More time passes. We watch for road signs. “Yuma, 96 miles. We’ll be there by 12:30 p.m., “I say.
Time passes. I nod off.
“We’re coming in to Yuma. I guess we have to turn on the GPS,” Jerry says, waking me from my nap. He adds, “You punch in the restaurant address. I don’t want to even look at the GPS, it’s so annoying to me.”
Jerry’s irritation grows when the GPS says in her haughty feminine voice, “Turn right on Madison, then turn left.”
“What!” Jerry says, his voice rising. “Am I supposed to turn right or left? I wish she would make up her mind.”
Jerry speaks of the GPS as if it is a real person.

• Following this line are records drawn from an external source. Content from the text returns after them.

//! Build descriptor parser built on `nom`.
//!
//! Reads Dockerfile-syntax text into a [`Descriptor`] and lowers it into a
//! [`BuildRecipe`](recipe::BuildRecipe) shaped for the stage pipeline.
//! Only single-stage descriptors are accepted; instructions that would need
//! features outside this tool (`ADD`, `ARG`, `VOLUME`, `HEALTHCHECK`, ...)
//! are rejected with their line number.

pub mod ast;
pub mod lexer;
pub mod recipe;

use std::path::Path;

use bootstack_common::error::BootstackError;

use self::ast::{CommandForm, Descriptor, Instruction, Located};
use crate::error::{BuildError, Result};

/// Parses descriptor text.
///
/// # Errors
///
/// Returns [`BuildError::Descriptor`] for unknown or unsupported
/// instructions, malformed arguments, or a descriptor with no instructions.
pub fn parse(content: &str) -> Result<Descriptor> {
    let mut instructions = Vec::new();
    for logical in lexer::logical_lines(content) {
        let instruction = parse_instruction(&logical.text)
            .map_err(|message| BuildError::descriptor(logical.line, message))?;
        instructions.push(Located {
            line: logical.line,
            instruction,
        });
    }
    if instructions.is_empty() {
        return Err(BuildError::descriptor(0, "descriptor contains no instructions"));
    }
    tracing::debug!(count = instructions.len(), "descriptor parsed");
    Ok(Descriptor { instructions })
}

/// Reads and parses a descriptor file.
///
/// # Errors
///
/// Returns an I/O error if the file cannot be read, or a parse error.
pub fn parse_file(path: &Path) -> Result<Descriptor> {
    let content = std::fs::read_to_string(path).map_err(|e| BootstackError::io(path, e))?;
    parse(&content)
}

fn parse_instruction(text: &str) -> std::result::Result<Instruction, String> {
    let (_, (keyword, args)) =
        lexer::instruction_head(text).map_err(|_| format!("cannot read instruction {text:?}"))?;
    let keyword = keyword.to_ascii_uppercase();
    let args = args.trim();

    let needs_args = |what: &str| {
        if args.is_empty() {
            Err(format!("{keyword} requires {what}"))
        } else {
            Ok(())
        }
    };

    match keyword.as_str() {
        "FROM" => {
            needs_args("an image")?;
            let parts = split_words(args)?;
            match parts.as_slice() {
                [image] => Ok(Instruction::From {
                    image: image.clone(),
                }),
                [image, as_kw, _alias] if as_kw.eq_ignore_ascii_case("as") => {
                    Ok(Instruction::From {
                        image: image.clone(),
                    })
                }
                _ => Err(format!("FROM takes one image, got {args:?}")),
            }
        }
        "RUN" => {
            needs_args("a command")?;
            Ok(Instruction::Run(command_form(args)))
        }
        "COPY" => {
            needs_args("sources and a destination")?;
            parse_copy(args)
        }
        "WORKDIR" => {
            needs_args("a path")?;
            Ok(Instruction::Workdir(args.to_string()))
        }
        "ENV" => {
            needs_args("key=value pairs")?;
            Ok(Instruction::Env(pairs(args, &keyword)?))
        }
        "LABEL" => {
            needs_args("key=value pairs")?;
            Ok(Instruction::Label(pairs(args, &keyword)?))
        }
        "EXPOSE" => {
            needs_args("a port")?;
            Ok(Instruction::Expose(split_words(args)?))
        }
        "USER" => {
            needs_args("a user")?;
            Ok(Instruction::User(args.to_string()))
        }
        "CMD" => {
            needs_args("a command")?;
            Ok(Instruction::Cmd(command_form(args)))
        }
        "ENTRYPOINT" => {
            needs_args("a command")?;
            Ok(Instruction::Entrypoint(command_form(args)))
        }
        "ADD" | "ARG" | "VOLUME" | "SHELL" | "STOPSIGNAL" | "HEALTHCHECK" | "ONBUILD"
        | "MAINTAINER" => Err(format!("{keyword} is not supported")),
        _ => Err(format!("unknown instruction {keyword}")),
    }
}

/// JSON arrays are exec form; anything else (including invalid JSON) is
/// shell form.
fn command_form(args: &str) -> CommandForm {
    if args.starts_with('[') {
        if let Ok(argv) = serde_json::from_str::<Vec<String>>(args) {
            return CommandForm::Exec(argv);
        }
    }
    CommandForm::Shell(args.to_string())
}

fn split_words(args: &str) -> std::result::Result<Vec<String>, String> {
    lexer::words(args)
        .map(|(_, w)| w)
        .map_err(|_| format!("cannot split arguments {args:?}"))
}

fn pairs(args: &str, keyword: &str) -> std::result::Result<Vec<(String, String)>, String> {
    if let Ok((_, pairs)) = lexer::key_value_pairs(args) {
        return Ok(pairs);
    }
    // Legacy single-pair form: `ENV KEY value with spaces`.
    match args.split_once(char::is_whitespace) {
        Some((key, value)) if !key.contains('=') => {
            Ok(vec![(key.to_string(), value.trim().to_string())])
        }
        _ => Err(format!("{keyword} expects key=value pairs, got {args:?}")),
    }
}

fn parse_copy(args: &str) -> std::result::Result<Instruction, String> {
    let mut parts = if args.starts_with('[') {
        serde_json::from_str::<Vec<String>>(args).map_err(|e| format!("COPY array: {e}"))?
    } else {
        split_words(args)?
    };
    if let Some(flag) = parts.iter().find(|p| p.starts_with("--")) {
        return Err(format!("COPY flag {flag} is not supported"));
    }
    let Some(dest) = parts.pop() else {
        return Err("COPY requires sources and a destination".into());
    };
    if parts.is_empty() {
        return Err("COPY requires at least one source".into());
    }
    Ok(Instruction::Copy {
        sources: parts,
        dest,
    })
}
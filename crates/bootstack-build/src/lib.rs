//! # bootstack-build
//!
//! Turns a build descriptor and a build context into a registered image.
//!
//! The build is an ordered, fail-fast pipeline of five stages:
//!
//! 1. **base**: resolve the base image and unpack its layers.
//! 2. **dependencies**: copy the manifest in and run the installer.
//! 3. **sources**: overlay the build context.
//! 4. **identity**: record the non-root runtime identity.
//! 5. **entry**: record the foreground command.
//!
//! Stages that change files are snapshotted before and after; their diff
//! becomes one deterministic layer.

#![cfg_attr(test, allow(clippy::expect_used, clippy::unwrap_used))]

pub mod descriptor;
pub mod error;
pub mod installer;
pub mod manifest;
pub mod pipeline;
pub mod stage;
pub mod stages;

pub use error::{BuildError, Result};
pub use pipeline::{BuildOptions, BuildOutput, BuildReport, InstallerKind, build_image};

“I think she means turn right on Madison, and then get in the left lane,” I say, also speaking of the GPS as if it were a real person.
“Well, why doesn’t she say that? That’s so confusing the way she says it.” Jerry grips the wheel and grits his teeth. He’s now very exasperated.
I agree with Jerry. We would benefit if our GPS would explain her directions more clearly.
“There’s the restaurant, Jerry, right there on the left,” I say.
Jerry sighs. “Now the 4-wheel-drive light is flashing. Something is wrong. It has never flashed before. Well…(groan) that’s all I need!”
“Let’s park and have lunch,” I suggest, “And deal with the flashing light when we get back.”
Jerry looks at me like he’s looking at someone from another planet where the aliens think only of eating in times of emergencies. He says, “I can’t enjoy eating while I’m worrying about the car.”
I’m thinking…We’ve been on the road three hours. I need a break. I need to eat.
I say, “Give it a try, Jerry.”
Jerry frowns at me as we mosey toward the restaurant, which looks like an establishment in a run-down shack. “Are you sure this is the restaurant you want to eat at?” he asks.
“I read the reviews online and this place gets high ratings for good food,” I tell him. I don’t mention to him the reviews also said the food is farm-to-table and so it’s probably salads and soups rather than greasy cheese burgers and fries.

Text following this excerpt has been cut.